Dataset entries
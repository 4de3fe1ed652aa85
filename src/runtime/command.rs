use futures::FutureExt;
use futures::future::BoxFuture;
use std::future::Future;
use std::time::Duration;
use tokio::sync::mpsc;
use tokio_util::sync::CancellationToken;
use tokio_util::task::TaskTracker;

/// Deferred work producing at most one event
pub struct Command<E> {
    label: &'static str,
    future: BoxFuture<'static, Option<E>>,
    cancellable: bool,
}

impl<E: Send + 'static> Command<E> {
    pub fn new<F>(label: &'static str, future: F) -> Self
    where
        F: Future<Output = Option<E>> + Send + 'static,
    {
        Self {
            label,
            future: future.boxed(),
            cancellable: true,
        }
    }

    /// Keep running through shutdown. The future must bound itself with its
    /// own deadline; the scheduler waits for it.
    pub fn to_completion(mut self) -> Self {
        self.cancellable = false;
        self
    }

    pub fn is_cancellable(&self) -> bool {
        self.cancellable
    }

    /// Emit `event` immediately
    pub fn ready(label: &'static str, event: E) -> Self {
        Self::new(label, async move { Some(event) })
    }

    /// Emit `event` once `delay` has elapsed
    pub fn after(label: &'static str, delay: Duration, event: E) -> Self {
        Self::new(label, async move {
            tokio::time::sleep(delay).await;
            Some(event)
        })
    }

    pub fn label(&self) -> &'static str {
        self.label
    }

    pub async fn run(self) -> Option<E> {
        self.future.await
    }
}

impl<E> std::fmt::Debug for Command<E> {
    fn fmt(&self, f: &mut std::fmt::Formatter<'_>) -> std::fmt::Result {
        f.debug_struct("Command")
            .field("label", &self.label)
            .field("cancellable", &self.cancellable)
            .finish()
    }
}

/// Runs commands on the tokio runtime and feeds their events back
pub struct Scheduler<E> {
    events: mpsc::UnboundedSender<E>,
    token: CancellationToken,
    tracker: TaskTracker,
}

impl<E: Send + 'static> Scheduler<E> {
    pub fn new(events: mpsc::UnboundedSender<E>) -> Self {
        Self {
            events,
            token: CancellationToken::new(),
            tracker: TaskTracker::new(),
        }
    }

    /// Root token; subscriptions derive child tokens from it
    pub fn token(&self) -> &CancellationToken {
        &self.token
    }

    pub fn spawn(&self, command: Command<E>) {
        let label = command.label();
        let events = self.events.clone();
        let token = self.token.clone();

        self.tracker.spawn(async move {
            let event = if command.is_cancellable() {
                tokio::select! {
                    _ = token.cancelled() => {
                        tracing::debug!(command = label, "command cancelled");
                        return;
                    }
                    event = command.run() => event,
                }
            } else {
                command.run().await
            };
            if let Some(event) = event {
                // Receiver is gone during shutdown
                let _ = events.send(event);
            }
        });
    }

    pub fn spawn_all(&self, commands: impl IntoIterator<Item = Command<E>>) {
        for command in commands {
            self.spawn(command);
        }
    }

    /// Number of commands still running
    pub fn in_flight(&self) -> usize {
        self.tracker.len()
    }

    /// Cancel outstanding commands and wait for every task to return.
    /// Commands marked [`Command::to_completion`] finish and still send
    /// their event.
    pub async fn shutdown(&self) {
        if !self.tracker.is_empty() {
            tracing::debug!(in_flight = self.tracker.len(), "waiting for commands");
        }
        self.token.cancel();
        self.tracker.close();
        self.tracker.wait().await;
    }
}

#[cfg(test)]
mod tests {
    use super::*;

    #[tokio::test]
    async fn test_none_is_dropped() {
        let (tx, mut rx) = mpsc::unbounded_channel::<u32>();
        let scheduler = Scheduler::new(tx);
        scheduler.spawn(Command::new("noop", async { None }));
        scheduler.spawn(Command::ready("one", 1));
        scheduler.shutdown().await;

        assert_eq!(rx.recv().await, Some(1));
        drop(scheduler);
        assert_eq!(rx.recv().await, None);
    }

    #[tokio::test(start_paused = true)]
    async fn test_shutdown_cancels_pending_commands() {
        let (tx, mut rx) = mpsc::unbounded_channel::<u32>();
        let scheduler = Scheduler::new(tx);
        scheduler.spawn(Command::after("late", Duration::from_secs(60), 7));
        assert_eq!(scheduler.in_flight(), 1);

        scheduler.shutdown().await;
        assert_eq!(scheduler.in_flight(), 0);
        drop(scheduler);
        assert_eq!(rx.recv().await, None);
    }

    #[tokio::test(start_paused = true)]
    async fn test_shutdown_waits_for_commands_run_to_completion() {
        let (tx, mut rx) = mpsc::unbounded_channel::<u32>();
        let scheduler = Scheduler::new(tx);
        scheduler.spawn(Command::after("workflow", Duration::from_secs(5), 9).to_completion());
        scheduler.spawn(Command::after("tick", Duration::from_secs(5), 1));

        scheduler.shutdown().await;
        assert_eq!(rx.recv().await, Some(9));
        drop(scheduler);
        assert_eq!(rx.recv().await, None);
    }

    #[tokio::test(start_paused = true)]
    async fn test_after_waits_for_delay() {
        let start = tokio::time::Instant::now();
        let event = Command::after("tick", Duration::from_secs(2), "tick").run().await;
        assert_eq!(event, Some("tick"));
        assert!(start.elapsed() >= Duration::from_secs(2));
    }
}
//! dockhand library
//!
//! Core functionality of the dockhand TUI: the Docker client seam, the
//! group store, configuration and the command runtime. The terminal UI
//! lives behind the `tui` feature.

pub mod cli;
pub mod config;
pub mod docker;
pub mod groups;
pub mod models;
pub mod runtime;
pub mod services;
#[cfg(feature = "tui")]
pub mod tui;

pub use docker::{ClientError, DockerClient, ResourceClient};
pub use groups::{GroupStore, GroupStoreError};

_Prompt:_
So that nothing is lost, please repeat all of the entries exactly.

_Output of the task:_
repository 4de3fe1ed652aa85
filename src/runtime/command.rs
use futures::FutureExt;
use futures::future::BoxFuture;
use std::future::Future;
use std::time::Duration;
use tokio::sync::mpsc;
use tokio_util::sync::CancellationToken;
use tokio_util::task::TaskTracker;

/// Deferred work producing at most one event
pub struct Command<E> {
    label: &'static str,
    future: BoxFuture<'static, Option<E>>,
    cancellable: bool,
}

impl<E: Send + 'static> Command<E> {
    pub fn new<F>(label: &'static str, future: F) -> Self
    where
        F: Future<Output = Option<E>> + Send + 'static,
    {
        Self {
            label,
            future: future.boxed(),
            cancellable: true,
        }
    }

    /// Keep running through shutdown. The future must bound itself with its
    /// own deadline; the scheduler waits for it.
    pub fn to_completion(mut self) -> Self {
        self.cancellable = false;
        self
    }

    pub fn is_cancellable(&self) -> bool {
        self.cancellable
    }

    /// Emit `event` immediately
    pub fn ready(label: &'static str, event: E) -> Self {
        Self::new(label, async move { Some(event) })
    }

    /// Emit `event` once `delay` has elapsed
    pub fn after(label: &'static str, delay: Duration, event: E) -> Self {
        Self::new(label, async move {
            tokio::time::sleep(delay).await;
            Some(event)
        })
    }

    pub fn label(&self) -> &'static str {
        self.label
    }

    pub async fn run(self) -> Option<E> {
        self.future.await
    }
}

impl<E> std::fmt::Debug for Command<E> {
    fn fmt(&self, f: &mut std::fmt::Formatter<'_>) -> std::fmt::Result {
        f.debug_struct("Command")
            .field("label", &self.label)
            .field("cancellable", &self.cancellable)
            .finish()
    }
}

/// Runs commands on the tokio runtime and feeds their events back
pub struct Scheduler<E> {
    events: mpsc::UnboundedSender<E>,
    token: CancellationToken,
    tracker: TaskTracker,
}

impl<E: Send + 'static> Scheduler<E> {
    pub fn new(events: mpsc::UnboundedSender<E>) -> Self {
        Self {
            events,
            token: CancellationToken::new(),
            tracker: TaskTracker::new(),
        }
    }

    /// Root token; subscriptions derive child tokens from it
    pub fn token(&self) -> &CancellationToken {
        &self.token
    }

    pub fn spawn(&self, command: Command<E>) {
        let label = command.label();
        let events = self.events.clone();
        let token = self.token.clone();

        self.tracker.spawn(async move {
            let event = if command.is_cancellable() {
                tokio::select! {
                    _ = token.cancelled() => {
                        tracing::debug!(command = label, "command cancelled");
                        return;
                    }
                    event = command.run() => event,
                }
            } else {
                command.run().await
            };
            if let Some(event) = event {
                // Receiver is gone during shutdown
                let _ = events.send(event);
            }
        });
    }

    pub fn spawn_all(&self, commands: impl IntoIterator<Item = Command<E>>) {
        for command in commands {
            self.spawn(command);
        }
    }

    /// Number of commands still running
    pub fn in_flight(&self) -> usize {
        self.tracker.len()
    }

    /// Cancel outstanding commands and wait for every task to return.
    /// Commands marked [`Command::to_completion`] finish and still send
    /// their event.
    pub async fn shutdown(&self) {
        if !self.tracker.is_empty() {
            tracing::debug!(in_flight = self.tracker.len(), "waiting for commands");
        }
        self.token.cancel();
        self.tracker.close();
        self.tracker.wait().await;
    }
}

#[cfg(test)]
mod tests {
    use super::*;

    #[tokio::test]
    async fn test_none_is_dropped() {
        let (tx, mut rx) = mpsc::unbounded_channel::<u32>();
        let scheduler = Scheduler::new(tx);
        scheduler.spawn(Command::new("noop", async { None }));
        scheduler.spawn(Command::ready("one", 1));
        scheduler.shutdown().await;

        assert_eq!(rx.recv().await, Some(1));
        drop(scheduler);
        assert_eq!(rx.recv().await, None);
    }

    #[tokio::test(start_paused = true)]
    async fn test_shutdown_cancels_pending_commands() {
        let (tx, mut rx) = mpsc::unbounded_channel::<u32>();
        let scheduler = Scheduler::new(tx);
        scheduler.spawn(Command::after("late", Duration::from_secs(60), 7));
        assert_eq!(scheduler.in_flight(), 1);

        scheduler.shutdown().await;
        assert_eq!(scheduler.in_flight(), 0);
        drop(scheduler);
        assert_eq!(rx.recv().await, None);
    }

    #[tokio::test(start_paused = true)]
    async fn test_shutdown_waits_for_commands_run_to_completion() {
        let (tx, mut rx) = mpsc::unbounded_channel::<u32>();
        let scheduler = Scheduler::new(tx);
        scheduler.spawn(Command::after("workflow", Duration::from_secs(5), 9).to_completion());
        scheduler.spawn(Command::after("tick", Duration::from_secs(5), 1));

        scheduler.shutdown().await;
        assert_eq!(rx.recv().await, Some(9));
        drop(scheduler);
        assert_eq!(rx.recv().await, None);
    }

    #[tokio::test(start_paused = true)]
    async fn test_after_waits_for_delay() {
        let start = tokio::time::Instant::now();
        let event = Command::after("tick", Duration::from_secs(2), "tick").run().await;
        assert_eq!(event, Some("tick"));
        assert!(start.elapsed() >= Duration::from_secs(2));
    }
}
//! dockhand library
//!
//! Core functionality of the dockhand TUI: the Docker client seam, the
//! group store, configuration and the command runtime. The terminal UI
//! lives behind the `tui` feature.

pub mod cli;
pub mod config;
pub mod docker;
pub mod groups;
pub mod models;
pub mod runtime;
pub mod services;
#[cfg(feature = "tui")]
pub mod tui;

pub use docker::{ClientError, DockerClient, ResourceClient};
pub use groups::{GroupStore, GroupStoreError};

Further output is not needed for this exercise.